I do not want to be in a different season of life. Yet, I am not comfortable with being okay where I am. We live a society that always expects something from people. For young people, it’s courting or dating, then an engagement, then marriage, then a house, then kids, then this or that. You get the point. Society always wants people chasing things. But, what happens if we don’t want to chase or race to the next step?

This is where I am, friends. I so desperately want to tell people I am joyful in my current season. Yet, I am afraid to be honest. I am afraid to let people know that what I am experiencing right now are, in fact, the desires of my heart.

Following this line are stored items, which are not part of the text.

//! Static subject taxonomy and synonym-based classification.
//!
//! Matching folds case and strips diacritics (NFD, then drop combining marks) on both
//! sides, and requires word boundaries so `uro` does not fire inside `microurologia`.

use std::collections::BTreeSet;
use std::sync::LazyLock;

use regex::Regex;
use unicode_normalization::UnicodeNormalization;
use unicode_normalization::char::is_combining_mark;

use crate::video::VideoRecord;

/// Canonical category name → synonyms.
pub const TAXONOMY: &[(&str, &[&str])] = &[
  ("Andrologia", &["andrologia", "andrology", "infertilità maschile", "disfunzione erettile", "varicocele"]),
  ("Cardiologia", &["cardiologia", "cardiology", "cardio", "cuore", "aritmia", "ecocardiografia"]),
  ("Chirurgia Generale", &["chirurgia generale", "general surgery", "colecistectomia", "ernia", "laparoscopia"]),
  ("Ginecologia", &["ginecologia", "gynecology", "gineco", "isterectomia", "endometriosi"]),
  ("Nefrologia", &["nefrologia", "nephrology", "dialisi", "insufficienza renale"]),
  ("Oncologia", &["oncologia", "oncology", "tumore", "carcinoma", "neoplasia", "chemioterapia"]),
  ("Pediatria", &["pediatria", "pediatrics", "neonato", "neonatale", "pediatrico"]),
  ("Urologia", &["urologia", "urology", "uro", "prostata", "prostatectomia", "vescica", "calcolosi", "nefrectomia"]),
];

struct CategoryMatcher {
  name: &'static str,
  pattern: Regex,
}

static MATCHERS: LazyLock<Vec<CategoryMatcher>> = LazyLock::new(|| {
  TAXONOMY
    .iter()
    .filter_map(|(name, synonyms)| {
      let alternatives: Vec<String> = synonyms.iter().map(|s| regex::escape(&fold(s))).collect();
      // Escaped literals joined with `|` always form a valid pattern.
      Regex::new(&format!(r"\b(?:{})\b", alternatives.join("|"))).ok().map(|pattern| CategoryMatcher { name, pattern })
    })
    .collect()
});

/// Lower-case and strip diacritics.
pub fn fold(text: &str) -> String {
  text.nfd().filter(|c| !is_combining_mark(*c)).collect::<String>().to_lowercase()
}

/// Canonical categories for `video`: tag matches unioned with name+description matches.
pub fn video_categories(video: &VideoRecord) -> Vec<String> {
  let tags: Vec<String> = video.tags.iter().map(|t| fold(t)).collect();
  let text = fold(&format!("{} {}", video.name, video.description));
  let mut found = BTreeSet::new();
  for matcher in MATCHERS.iter() {
    if tags.iter().any(|t| matcher.pattern.is_match(t)) || matcher.pattern.is_match(&text) {
      found.insert(matcher.name.to_string());
    }
  }
  found.into_iter().collect()
}

/// Sorted union of categories over `videos`.
pub fn available_categories(videos: &[VideoRecord]) -> Vec<String> {
  videos.iter().flat_map(video_categories).collect::<BTreeSet<_>>().into_iter().collect()
}

#[cfg(test)]
mod tests {
  use super::*;

  #[test]
  fn every_taxonomy_entry_compiles() {
    assert_eq!(MATCHERS.len(), TAXONOMY.len());
  }

  #[test]
  fn fold_strips_accents_and_case() {
    assert_eq!(fold("Infertilità MASCHILE"), "infertilita maschile");
    assert_eq!(fold("Écho"), "echo");
  }

  #[test]
  fn exact_short_synonym_tag_matches() {
    let v = VideoRecord::new("1", "Sessione").with_tags(["uro"]);
    assert_eq!(video_categories(&v), vec!["Urologia"]);
  }

  #[test]
  fn synonym_inside_longer_word_does_not_match() {
    let v = VideoRecord::new("1", "Sessione").with_tags(["microurologia"]);
    assert!(video_categories(&v).is_empty());
  }

  #[test]
  fn falls_back_to_name_and_description() {
    let v = VideoRecord::new("1", "Live surgery").with_description("Isterectomia laparoscopica totale");
    assert_eq!(video_categories(&v), vec!["Ginecologia"]);
  }

  #[test]
  fn diacritic_insensitive_on_both_sides() {
    let v = VideoRecord::new("1", "Webinar").with_tags(["Infertilita maschile"]);
    assert_eq!(video_categories(&v), vec!["Andrologia"]);
  }

  #[test]
  fn multiple_categories_are_unioned_without_duplicates() {
    let v = VideoRecord::new("1", "Tumore della prostata").with_tags(["urologia", "oncologia", "uro"]);
    assert_eq!(video_categories(&v), vec!["Oncologia", "Urologia"]);
  }

  #[test]
  fn available_categories_sorted_union() {
    let videos = vec![
      VideoRecord::new("1", "a").with_tags(["pediatria"]),
      VideoRecord::new("2", "b").with_tags(["cuore"]),
      VideoRecord::new("3", "c").with_tags(["cardio"]),
    ];
    assert_eq!(available_categories(&videos), vec!["Cardiologia", "Pediatria"]);
  }
}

Yes, I still have my fair share of trials. But, I am so grateful where I am. And I feel wrong. I feel disgusted. I am right where society wants me. I am giving in to the pressure. I am a peer pressure seeker and dweller. I always have been and I probably always will be.

In my deepest moments of confusion and doubt, I have to remind myself that I do not live according to the world’s standard, but according to God’s. I am resting in His peace. I am resting in the desires of my heart. I am resting where I am.

We are created for far more than a Catch-22 life so we cannot allow ourselves to live one. We cannot allow ourselves to get so caught up in what the world thinks of us. We cannot give into the lies that we aren’t good enough in some way or that what we are doing is not meeting a standard or expectation. We cannot be ashamed of the desires of our heart.

Yet, we cannot fight a change in them either. I know that one day I may not be satisfied with where I am or with what I am doing.

As of right now, though, I am not going to create a false discontentment to please others, nor should you.

I leave you with this, be gracious towards others. Be observant. Don’t try to pressure people into changing their current season of life because it’s not what you expect of them. It’s awkward and uncomfortable. Be rest assured that even though others may not be living the life you think they should, they are living the life God has planned for them.